### Aim of the exercise
Set down a word-for-word copy of the data below, limited to the lines from the first through the line with "self.prefix = Some(prefix.into());".

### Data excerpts
•••

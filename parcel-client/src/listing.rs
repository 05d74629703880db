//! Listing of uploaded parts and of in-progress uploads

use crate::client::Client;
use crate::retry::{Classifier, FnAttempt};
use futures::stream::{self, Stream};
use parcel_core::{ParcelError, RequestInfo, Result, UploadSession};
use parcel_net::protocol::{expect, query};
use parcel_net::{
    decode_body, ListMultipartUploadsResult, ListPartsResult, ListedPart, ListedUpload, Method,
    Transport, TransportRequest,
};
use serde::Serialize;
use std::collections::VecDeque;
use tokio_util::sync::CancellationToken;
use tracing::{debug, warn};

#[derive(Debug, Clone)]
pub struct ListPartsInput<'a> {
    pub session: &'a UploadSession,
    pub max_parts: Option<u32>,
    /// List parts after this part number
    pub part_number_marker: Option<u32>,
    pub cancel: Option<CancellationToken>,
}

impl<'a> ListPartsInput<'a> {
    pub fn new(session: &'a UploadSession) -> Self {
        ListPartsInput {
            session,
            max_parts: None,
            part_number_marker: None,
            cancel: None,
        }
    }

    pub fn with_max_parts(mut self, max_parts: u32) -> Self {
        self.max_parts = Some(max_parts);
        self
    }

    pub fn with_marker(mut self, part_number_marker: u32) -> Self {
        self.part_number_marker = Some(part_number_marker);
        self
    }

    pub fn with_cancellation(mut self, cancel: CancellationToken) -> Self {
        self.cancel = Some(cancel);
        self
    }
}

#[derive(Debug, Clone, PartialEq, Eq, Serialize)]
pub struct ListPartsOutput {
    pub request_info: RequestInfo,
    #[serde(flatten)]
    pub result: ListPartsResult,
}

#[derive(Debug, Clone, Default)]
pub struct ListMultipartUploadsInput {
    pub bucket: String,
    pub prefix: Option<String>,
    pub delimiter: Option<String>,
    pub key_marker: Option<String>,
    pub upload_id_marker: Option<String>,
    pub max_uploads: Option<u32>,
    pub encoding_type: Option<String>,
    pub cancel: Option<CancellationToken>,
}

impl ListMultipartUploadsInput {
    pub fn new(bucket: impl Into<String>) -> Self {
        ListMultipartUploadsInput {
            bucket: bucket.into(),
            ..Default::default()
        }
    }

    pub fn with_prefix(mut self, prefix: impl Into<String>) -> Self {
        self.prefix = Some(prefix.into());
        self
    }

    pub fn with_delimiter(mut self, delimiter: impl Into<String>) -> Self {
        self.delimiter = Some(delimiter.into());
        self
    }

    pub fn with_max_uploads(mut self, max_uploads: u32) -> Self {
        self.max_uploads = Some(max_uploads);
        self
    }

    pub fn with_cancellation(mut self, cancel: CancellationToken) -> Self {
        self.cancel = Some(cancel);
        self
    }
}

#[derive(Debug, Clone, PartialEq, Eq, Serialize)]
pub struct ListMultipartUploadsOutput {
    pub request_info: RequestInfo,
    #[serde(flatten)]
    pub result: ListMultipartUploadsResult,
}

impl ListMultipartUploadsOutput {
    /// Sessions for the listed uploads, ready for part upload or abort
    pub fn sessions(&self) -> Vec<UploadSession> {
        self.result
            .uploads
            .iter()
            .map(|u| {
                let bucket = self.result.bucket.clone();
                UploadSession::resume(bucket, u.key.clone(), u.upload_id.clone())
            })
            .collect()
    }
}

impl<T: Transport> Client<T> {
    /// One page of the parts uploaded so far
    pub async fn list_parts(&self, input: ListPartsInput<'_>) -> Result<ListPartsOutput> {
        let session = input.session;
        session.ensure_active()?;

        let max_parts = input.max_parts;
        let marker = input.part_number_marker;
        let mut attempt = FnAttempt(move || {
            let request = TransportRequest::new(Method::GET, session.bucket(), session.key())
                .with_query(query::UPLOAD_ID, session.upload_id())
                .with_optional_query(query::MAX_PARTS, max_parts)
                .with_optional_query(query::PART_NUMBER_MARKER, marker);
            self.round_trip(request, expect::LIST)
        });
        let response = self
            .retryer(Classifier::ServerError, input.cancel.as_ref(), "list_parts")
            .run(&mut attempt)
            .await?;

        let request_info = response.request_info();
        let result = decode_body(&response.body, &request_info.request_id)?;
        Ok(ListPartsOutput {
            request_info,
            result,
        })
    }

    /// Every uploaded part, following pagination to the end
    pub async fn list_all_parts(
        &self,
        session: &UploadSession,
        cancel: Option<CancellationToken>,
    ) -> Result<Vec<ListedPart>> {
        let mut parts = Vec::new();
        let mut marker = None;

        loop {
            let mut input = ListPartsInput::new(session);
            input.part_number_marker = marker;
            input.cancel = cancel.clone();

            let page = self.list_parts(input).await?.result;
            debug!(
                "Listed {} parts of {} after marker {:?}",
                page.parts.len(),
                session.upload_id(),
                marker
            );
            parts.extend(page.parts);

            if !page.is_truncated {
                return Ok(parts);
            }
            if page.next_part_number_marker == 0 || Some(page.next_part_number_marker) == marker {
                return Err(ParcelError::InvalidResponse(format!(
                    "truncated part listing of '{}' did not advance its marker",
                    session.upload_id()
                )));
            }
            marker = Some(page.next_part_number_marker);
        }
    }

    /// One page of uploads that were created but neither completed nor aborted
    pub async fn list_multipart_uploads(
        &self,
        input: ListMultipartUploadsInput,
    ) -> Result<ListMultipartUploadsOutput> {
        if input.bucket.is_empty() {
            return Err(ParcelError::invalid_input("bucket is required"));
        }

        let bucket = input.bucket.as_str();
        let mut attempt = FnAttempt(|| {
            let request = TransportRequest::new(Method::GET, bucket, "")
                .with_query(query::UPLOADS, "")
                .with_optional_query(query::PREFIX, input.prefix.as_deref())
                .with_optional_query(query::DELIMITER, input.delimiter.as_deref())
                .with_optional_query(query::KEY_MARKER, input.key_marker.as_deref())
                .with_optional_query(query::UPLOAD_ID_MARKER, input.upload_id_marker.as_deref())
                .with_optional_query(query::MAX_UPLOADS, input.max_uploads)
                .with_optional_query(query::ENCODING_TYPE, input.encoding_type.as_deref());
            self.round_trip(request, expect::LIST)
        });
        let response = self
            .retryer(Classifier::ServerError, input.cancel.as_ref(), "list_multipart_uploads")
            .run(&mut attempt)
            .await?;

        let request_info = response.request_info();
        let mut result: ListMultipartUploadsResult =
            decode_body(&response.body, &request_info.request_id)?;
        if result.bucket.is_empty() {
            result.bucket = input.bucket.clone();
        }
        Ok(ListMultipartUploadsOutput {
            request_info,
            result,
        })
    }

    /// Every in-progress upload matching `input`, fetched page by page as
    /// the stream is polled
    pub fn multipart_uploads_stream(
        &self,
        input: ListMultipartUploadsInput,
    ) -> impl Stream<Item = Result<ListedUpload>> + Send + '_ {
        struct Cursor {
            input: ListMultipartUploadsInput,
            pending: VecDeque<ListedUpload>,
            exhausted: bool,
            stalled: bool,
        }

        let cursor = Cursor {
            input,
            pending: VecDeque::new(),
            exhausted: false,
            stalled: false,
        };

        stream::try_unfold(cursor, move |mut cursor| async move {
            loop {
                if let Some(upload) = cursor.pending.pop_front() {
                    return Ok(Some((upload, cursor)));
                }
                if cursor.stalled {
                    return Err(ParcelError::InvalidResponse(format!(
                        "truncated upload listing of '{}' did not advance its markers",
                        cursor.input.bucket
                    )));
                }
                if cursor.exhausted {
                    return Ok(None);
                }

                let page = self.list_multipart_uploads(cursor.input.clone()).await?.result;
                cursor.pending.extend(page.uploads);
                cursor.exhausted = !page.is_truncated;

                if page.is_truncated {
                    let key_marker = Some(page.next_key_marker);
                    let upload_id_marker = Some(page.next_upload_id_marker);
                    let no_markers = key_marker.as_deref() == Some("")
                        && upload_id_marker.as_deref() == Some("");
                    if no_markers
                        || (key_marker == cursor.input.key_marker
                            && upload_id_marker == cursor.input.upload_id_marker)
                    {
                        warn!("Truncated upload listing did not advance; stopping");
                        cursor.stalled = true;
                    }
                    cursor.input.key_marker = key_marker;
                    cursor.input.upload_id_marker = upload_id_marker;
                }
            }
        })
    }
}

•••

### Response
filename parcel-client/src/listing.rs
repository 05d74629703880db
//! Listing of uploaded parts and of in-progress uploads

use crate::client::Client;
use crate::retry::{Classifier, FnAttempt};
use futures::stream::{self, Stream};
use parcel_core::{ParcelError, RequestInfo, Result, UploadSession};
use parcel_net::protocol::{expect, query};
use parcel_net::{
    decode_body, ListMultipartUploadsResult, ListPartsResult, ListedPart, ListedUpload, Method,
    Transport, TransportRequest,
};
use serde::Serialize;
use std::collections::VecDeque;
use tokio_util::sync::CancellationToken;
use tracing::{debug, warn};

#[derive(Debug, Clone)]
pub struct ListPartsInput<'a> {
    pub session: &'a UploadSession,
    pub max_parts: Option<u32>,
    /// List parts after this part number
    pub part_number_marker: Option<u32>,
    pub cancel: Option<CancellationToken>,
}

impl<'a> ListPartsInput<'a> {
    pub fn new(session: &'a UploadSession) -> Self {
        ListPartsInput {
            session,
            max_parts: None,
            part_number_marker: None,
            cancel: None,
        }
    }

    pub fn with_max_parts(mut self, max_parts: u32) -> Self {
        self.max_parts = Some(max_parts);
        self
    }

    pub fn with_marker(mut self, part_number_marker: u32) -> Self {
        self.part_number_marker = Some(part_number_marker);
        self
    }

    pub fn with_cancellation(mut self, cancel: CancellationToken) -> Self {
        self.cancel = Some(cancel);
        self
    }
}

#[derive(Debug, Clone, PartialEq, Eq, Serialize)]
pub struct ListPartsOutput {
    pub request_info: RequestInfo,
    #[serde(flatten)]
    pub result: ListPartsResult,
}

#[derive(Debug, Clone, Default)]
pub struct ListMultipartUploadsInput {
    pub bucket: String,
    pub prefix: Option<String>,
    pub delimiter: Option<String>,
    pub key_marker: Option<String>,
    pub upload_id_marker: Option<String>,
    pub max_uploads: Option<u32>,
    pub encoding_type: Option<String>,
    pub cancel: Option<CancellationToken>,
}

impl ListMultipartUploadsInput {
    pub fn new(bucket: impl Into<String>) -> Self {
        ListMultipartUploadsInput {
            bucket: bucket.into(),
            ..Default::default()
        }
    }

    pub fn with_prefix(mut self, prefix: impl Into<String>) -> Self {
        self.prefix = Some(prefix.into());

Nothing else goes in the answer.